Records for processing
----------

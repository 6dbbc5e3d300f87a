// SPDX-License-Identifier: MIT OR Apache-2.0

//! Ports layer containing trait definitions.
//!
//! This module contains the trait definitions (ports) that separate the INI
//! provider from its collaborators: the grammar parser, file access, the
//! configuration host and change watching. Adapters implement these traits.

pub mod file_provider;
pub mod parser;
pub mod source;
pub mod watcher;

// Re-export commonly used types
pub use file_provider::{FileProvider, FileStream};
pub use parser::SectionParser;
pub use source::{BuildContext, ConfigurationProvider, ConfigurationSource};
pub use watcher::{ChangeCallback, ConfigWatcher};
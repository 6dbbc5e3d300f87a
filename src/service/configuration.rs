// SPDX-License-Identifier: MIT OR Apache-2.0

//! The merged configuration view.
//!
//! A `Configuration` owns the providers produced by a
//! [`ConfigurationBuilder`](crate::service::ConfigurationBuilder) and answers
//! lookups across all of them. Providers registered later override providers
//! registered earlier.

use crate::domain::{ConfigError, ConfigKey, ConfigurationService, Result, KEY_DELIMITER};
use crate::ports::{ConfigWatcher, ConfigurationProvider};
use crate::service::ConfigurationBuilder;
use indexmap::IndexSet;
use std::fmt;
use std::path::Path;
use std::sync::Arc;
use std::time::Duration;

/// Merged, read-only view over a list of loaded providers.
///
/// # Examples
///
/// ```rust,no_run
/// use inicfg::prelude::*;
///
/// # fn main() -> Result<()> {
/// let config = Configuration::builder()
///     .set_base_path("/etc/myapp")
///     .add_ini_file("app.ini")?
///     .build()?;
///
/// let host = config.get("database:host")?;
/// let port = config.get_or_default("database:port", "5432");
/// # Ok(())
/// # }
/// ```
pub struct Configuration {
    /// Providers in registration order
    providers: Vec<Arc<dyn ConfigurationProvider>>,
    /// Watchers kept alive for the lifetime of the configuration
    watchers: Vec<Box<dyn ConfigWatcher>>,
}

impl Configuration {
    /// Creates a configuration over already-loaded providers.
    pub fn new(providers: Vec<Arc<dyn ConfigurationProvider>>) -> Self {
        Self {
            providers,
            watchers: Vec::new(),
        }
    }

    /// Creates a new configuration builder.
    pub fn builder() -> ConfigurationBuilder {
        ConfigurationBuilder::new()
    }

    /// Returns the providers in registration order.
    pub fn providers(&self) -> &[Arc<dyn ConfigurationProvider>] {
        &self.providers
    }

    /// Returns the number of registered watchers.
    pub fn watcher_count(&self) -> usize {
        self.watchers.len()
    }

    /// Lists every key defined by any provider.
    ///
    /// Keys appear in the order they were first seen, walking providers in
    /// registration order. Keys differing only by case are listed once.
    pub fn keys(&self) -> Vec<ConfigKey> {
        let mut keys = IndexSet::new();
        for provider in &self.providers {
            keys.extend(provider.keys());
        }
        keys.into_iter().collect()
    }

    /// Returns the `(key, value)` pairs that live under `name`.
    ///
    /// Keys are relative to the section, so `database:host` is reported as
    /// `host` for the section `database`. Nested keys keep their remaining
    /// segments.
    ///
    /// # Examples
    ///
    /// ```rust,no_run
    /// use inicfg::prelude::*;
    ///
    /// # fn main() -> Result<()> {
    /// let config = Configuration::builder().add_ini_file("app.ini")?.build()?;
    ///
    /// for (key, value) in config.section("database") {
    ///     println!("{key} = {value}");
    /// }
    /// # Ok(())
    /// # }
    /// ```
    pub fn section(&self, name: &str) -> Vec<(String, String)> {
        let depth = name.split(KEY_DELIMITER).count();
        self.keys()
            .into_iter()
            .filter(|key| key.is_under(name))
            .filter_map(|key| {
                let child = key.as_str().splitn(depth + 1, KEY_DELIMITER).nth(depth)?;
                let value = self.lookup(key.as_str())?;
                Some((child.to_string(), value))
            })
            .collect()
    }

    fn lookup(&self, key: &str) -> Option<String> {
        self.providers
            .iter()
            .rev()
            .find_map(|provider| provider.get(key))
    }

    /// Starts a file watcher for every provider that asks for one.
    ///
    /// Each change reloads the provider in place. Providers whose directory
    /// does not exist are skipped.
    #[cfg(feature = "reload")]
    pub(crate) fn watch_providers(&mut self) -> Result<()> {
        use crate::adapters::FileWatcher;

        self.attach_watchers(|path, delay| {
            Ok(Box::new(FileWatcher::new(path, delay)?) as Box<dyn ConfigWatcher>)
        })
    }

    /// Creates a watcher with `make` for every provider that has a watch path
    /// and wires its callback to reload that provider.
    ///
    /// A provider whose watcher cannot be created is skipped. Failing to start
    /// a created watcher is an error.
    #[cfg_attr(not(feature = "reload"), allow(dead_code))]
    pub(crate) fn attach_watchers<F>(&mut self, mut make: F) -> Result<()>
    where
        F: FnMut(&Path, Duration) -> Result<Box<dyn ConfigWatcher>>,
    {
        let targets: Vec<_> = self
            .providers
            .iter()
            .filter_map(|provider| {
                provider
                    .watch_path()
                    .map(|path| (path, Arc::clone(provider)))
            })
            .collect();

        for (path, provider) in targets {
            let mut watcher = match make(&path, provider.reload_delay()) {
                Ok(watcher) => watcher,
                Err(e) => {
                    tracing::debug!("Not watching '{}': {}", path.display(), e);
                    continue;
                }
            };

            watcher.watch(Arc::new(move |changed: &Path| match provider.load() {
                Ok(()) => tracing::info!(
                    "Reloaded '{}' from {}",
                    provider.name(),
                    changed.display()
                ),
                Err(e) => tracing::warn!(
                    "Failed to reload '{}' from {}: {}",
                    provider.name(),
                    changed.display(),
                    e
                ),
            }))?;

            self.register_watcher(watcher)?;
        }

        Ok(())
    }
}

impl fmt::Debug for Configuration {
    fn fmt(&self, f: &mut fmt::Formatter<'_>) -> fmt::Result {
        f.debug_struct("Configuration")
            .field(
                "providers",
                &self.providers.iter().map(|p| p.name()).collect::<Vec<_>>(),
            )
            .field("watchers", &self.watchers.len())
            .finish()
    }
}

impl ConfigurationService for Configuration {
    fn get(&self, key: &str) -> Result<String> {
        self.lookup(key)
            .ok_or_else(|| ConfigError::ConfigKeyNotFound {
                key: key.to_string(),
            })
    }

    fn reload(&mut self) -> Result<()> {
        let mut first_error = None;

        for provider in &self.providers {
            if let Err(e) = provider.load() {
                tracing::warn!("Failed to reload source '{}': {}", provider.name(), e);
                first_error.get_or_insert(e);
            }
        }

        match first_error {
            Some(e) => Err(e),
            None => Ok(()),
        }
    }

    fn register_watcher(&mut self, watcher: Box<dyn ConfigWatcher>) -> Result<()> {
        self.watchers.push(watcher);
        Ok(())
    }
}
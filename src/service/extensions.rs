// SPDX-License-Identifier: MIT OR Apache-2.0

//! Registration helpers that attach INI files to a [`ConfigurationBuilder`].

use crate::adapters::IniConfigurationSource;
use crate::domain::{ConfigError, Result};
use crate::ports::FileProvider;
use crate::service::ConfigurationBuilder;
use std::fmt;
use std::path::PathBuf;
use std::sync::Arc;

/// Options for registering one INI file.
///
/// | Field              | Default                                      |
/// |--------------------|----------------------------------------------|
/// | `path`             | required                                     |
/// | `optional`         | `false`                                      |
/// | `reload_on_change` | `false`                                      |
/// | `file_provider`    | `None`: absolute paths get their own, relative paths use the host's |
///
/// # Examples
///
/// ```rust
/// use inicfg::service::IniFileOptions;
///
/// let options = IniFileOptions::new("app.ini")
///     .optional(true)
///     .reload_on_change(true);
///
/// assert!(options.optional);
/// assert!(options.reload_on_change);
/// ```
#[derive(Clone)]
pub struct IniFileOptions {
    /// Path of the file, relative to the file provider or absolute.
    pub path: PathBuf,
    /// Whether a missing file is allowed.
    pub optional: bool,
    /// Whether the file is reloaded when it changes.
    pub reload_on_change: bool,
    /// File provider used to open the file.
    pub file_provider: Option<Arc<dyn FileProvider>>,
}

impl IniFileOptions {
    /// Creates options for a required, non-reloading file.
    pub fn new(path: impl Into<PathBuf>) -> Self {
        Self {
            path: path.into(),
            optional: false,
            reload_on_change: false,
            file_provider: None,
        }
    }

    /// Sets whether the file is optional.
    pub fn optional(mut self, optional: bool) -> Self {
        self.optional = optional;
        self
    }

    /// Sets whether the file is reloaded on change.
    pub fn reload_on_change(mut self, reload_on_change: bool) -> Self {
        self.reload_on_change = reload_on_change;
        self
    }

    /// Sets the file provider.
    pub fn file_provider(mut self, provider: Arc<dyn FileProvider>) -> Self {
        self.file_provider = Some(provider);
        self
    }
}

impl fmt::Debug for IniFileOptions {
    fn fmt(&self, f: &mut fmt::Formatter<'_>) -> fmt::Result {
        f.debug_struct("IniFileOptions")
            .field("path", &self.path)
            .field("optional", &self.optional)
            .field("reload_on_change", &self.reload_on_change)
            .field("file_provider", &self.file_provider)
            .finish()
    }
}

/// Extension methods for registering INI files on a [`ConfigurationBuilder`].
///
/// Each method adds exactly one [`IniConfigurationSource`] and hands the
/// builder back for chaining.
///
/// # Examples
///
/// ```rust,no_run
/// use inicfg::prelude::*;
///
/// # fn main() -> Result<()> {
/// let config = ConfigurationBuilder::new()
///     .add_ini_file("app.ini")?
///     .add_ini_file_with(IniFileOptions::new("local.ini").optional(true))?
///     .add_ini_source(|source| {
///         source.path = "/etc/myapp/override.ini".into();
///         source.optional = true;
///     })
///     .build()?;
/// # Ok(())
/// # }
/// ```
pub trait IniConfigurationExt: Sized {
    /// Adds a required INI file that is not reloaded on change.
    ///
    /// # Errors
    ///
    /// Returns `ConfigError::InvalidArgument` if `path` is empty or whitespace.
    fn add_ini_file(self, path: impl Into<PathBuf>) -> Result<Self> {
        self.add_ini_file_with(IniFileOptions::new(path))
    }

    /// Adds an INI file described by `options`.
    ///
    /// # Errors
    ///
    /// Returns `ConfigError::InvalidArgument` if the path is empty or whitespace.
    fn add_ini_file_with(self, options: IniFileOptions) -> Result<Self>;

    /// Adds an INI source configured by `configure`.
    ///
    /// The callback receives a source with default settings. Its path is not
    /// validated here; an empty path surfaces when the builder loads it.
    fn add_ini_source<F>(self, configure: F) -> Self
    where
        F: FnOnce(&mut IniConfigurationSource);
}

impl IniConfigurationExt for ConfigurationBuilder {
    fn add_ini_file_with(self, options: IniFileOptions) -> Result<Self> {
        let blank = options
            .path
            .to_str()
            .map(|path| path.trim().is_empty())
            .unwrap_or(false);
        if blank {
            return Err(ConfigError::InvalidArgument {
                parameter: "path".to_string(),
                message: "File path must be a non-empty string.".to_string(),
            });
        }

        Ok(self.add_ini_source(|source| {
            source.path = options.path;
            source.optional = options.optional;
            source.reload_on_change = options.reload_on_change;
            source.file_provider = options.file_provider;
            source.resolve_file_provider();
        }))
    }

    fn add_ini_source<F>(self, configure: F) -> Self
    where
        F: FnOnce(&mut IniConfigurationSource),
    {
        let mut source = IniConfigurationSource::default();
        configure(&mut source);
        self.with_source(Box::new(source))
    }
}
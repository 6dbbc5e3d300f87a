// SPDX-License-Identifier: MIT OR Apache-2.0

//! File provider backed by a directory on the local file system.

use crate::domain::{ConfigError, Result};
use crate::ports::{FileProvider, FileStream};
use directories::ProjectDirs;
use std::fs::{self, File};
use std::io;
use std::path::{Component, Path, PathBuf};

/// Maximum allowed size for configuration files (10MB)
/// This prevents denial of service attacks via extremely large files
const MAX_CONFIG_FILE_SIZE: u64 = 10 * 1024 * 1024;

const SOURCE_NAME: &str = "physical-file";

/// Serves files from beneath a root directory.
///
/// Paths handed to [`FileProvider::open`] are resolved relative to the root.
/// Absolute paths and paths that climb out of the root with `..` are never
/// served; they are reported as missing files.
///
/// # Examples
///
/// ```rust,no_run
/// use inicfg::adapters::PhysicalFileProvider;
/// use inicfg::ports::FileProvider;
/// use std::path::Path;
///
/// let provider = PhysicalFileProvider::new("/etc/myapp");
/// let stream = provider.open(Path::new("app.ini")).unwrap();
/// ```
#[derive(Debug, Clone)]
pub struct PhysicalFileProvider {
    root: PathBuf,
}

impl PhysicalFileProvider {
    /// Creates a provider rooted at `root`.
    pub fn new(root: impl Into<PathBuf>) -> Self {
        Self { root: root.into() }
    }

    /// Creates a provider rooted at the current working directory.
    pub fn current_dir() -> Result<Self> {
        Ok(Self::new(std::env::current_dir()?))
    }

    /// Creates a provider rooted at the OS-appropriate configuration directory
    /// for an application.
    ///
    /// This method uses the `directories` crate, so on Linux it resolves to
    /// `$XDG_CONFIG_HOME/<application>`.
    ///
    /// # Examples
    ///
    /// ```rust,no_run
    /// use inicfg::adapters::PhysicalFileProvider;
    ///
    /// let provider = PhysicalFileProvider::for_project("com", "example", "myapp").unwrap();
    /// ```
    pub fn for_project(qualifier: &str, organization: &str, application: &str) -> Result<Self> {
        let proj_dirs = ProjectDirs::from(qualifier, organization, application).ok_or_else(|| {
            ConfigError::SourceError {
                source_name: SOURCE_NAME.to_string(),
                message: "Failed to determine project directories".to_string(),
                source: None,
            }
        })?;

        Ok(Self::new(proj_dirs.config_dir()))
    }

    /// Returns the root directory.
    pub fn root(&self) -> &Path {
        &self.root
    }

    fn resolve(&self, path: &Path) -> Option<PathBuf> {
        let escapes = path.components().any(|c| {
            matches!(
                c,
                Component::ParentDir | Component::RootDir | Component::Prefix(_)
            )
        });
        (!escapes).then(|| self.root.join(path))
    }
}

impl FileProvider for PhysicalFileProvider {
    fn open(&self, path: &Path) -> Result<Option<FileStream>> {
        let Some(full_path) = self.resolve(path) else {
            tracing::debug!("Path outside the provider root: {}", path.display());
            return Ok(None);
        };

        // Check file size before reading to prevent DoS via large files
        let metadata = match fs::metadata(&full_path) {
            Ok(metadata) => metadata,
            Err(e) if e.kind() == io::ErrorKind::NotFound => return Ok(None),
            Err(e) => {
                return Err(ConfigError::SourceError {
                    source_name: SOURCE_NAME.to_string(),
                    message: format!("Failed to read file metadata: {}", path.display()),
                    source: Some(Box::new(e)),
                })
            }
        };

        if !metadata.is_file() {
            return Ok(None);
        }

        if metadata.len() > MAX_CONFIG_FILE_SIZE {
            return Err(ConfigError::SourceError {
                source_name: SOURCE_NAME.to_string(),
                message: format!(
                    "Configuration file too large: {} bytes (max {} bytes)",
                    metadata.len(),
                    MAX_CONFIG_FILE_SIZE
                ),
                source: None,
            });
        }

        match File::open(&full_path) {
            Ok(file) => Ok(Some(Box::new(file) as FileStream)),
            Err(e) if e.kind() == io::ErrorKind::NotFound => Ok(None),
            Err(e) => Err(ConfigError::SourceError {
                source_name: SOURCE_NAME.to_string(),
                message: format!("Failed to open configuration file: {}", path.display()),
                source: Some(Box::new(e)),
            }),
        }
    }

    fn physical_path(&self, path: &Path) -> Option<PathBuf> {
        self.resolve(path)
    }
}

----------

Your assignment
Send back an exact copy of only the lines from the line with "pub struct PhysicalFileProvider" up to and including the line with "application: &str) ->" in the data above.

Response below
pub struct PhysicalFileProvider {
    root: PathBuf,
}

impl PhysicalFileProvider {
    /// Creates a provider rooted at `root`.
    pub fn new(root: impl Into<PathBuf>) -> Self {
        Self { root: root.into() }
    }

    /// Creates a provider rooted at the current working directory.
    pub fn current_dir() -> Result<Self> {
        Ok(Self::new(std::env::current_dir()?))
    }

    /// Creates a provider rooted at the OS-appropriate configuration directory
    /// for an application.
    ///
    /// This method uses the `directories` crate, so on Linux it resolves to
    /// `$XDG_CONFIG_HOME/<application>`.
    ///
    /// # Examples
    ///
    /// ```rust,no_run
    /// use inicfg::adapters::PhysicalFileProvider;
    ///
    /// let provider = PhysicalFileProvider::for_project("com", "example", "myapp").unwrap();
    /// ```
    pub fn for_project(qualifier: &str, organization: &str, application: &str) -> Result<Self> {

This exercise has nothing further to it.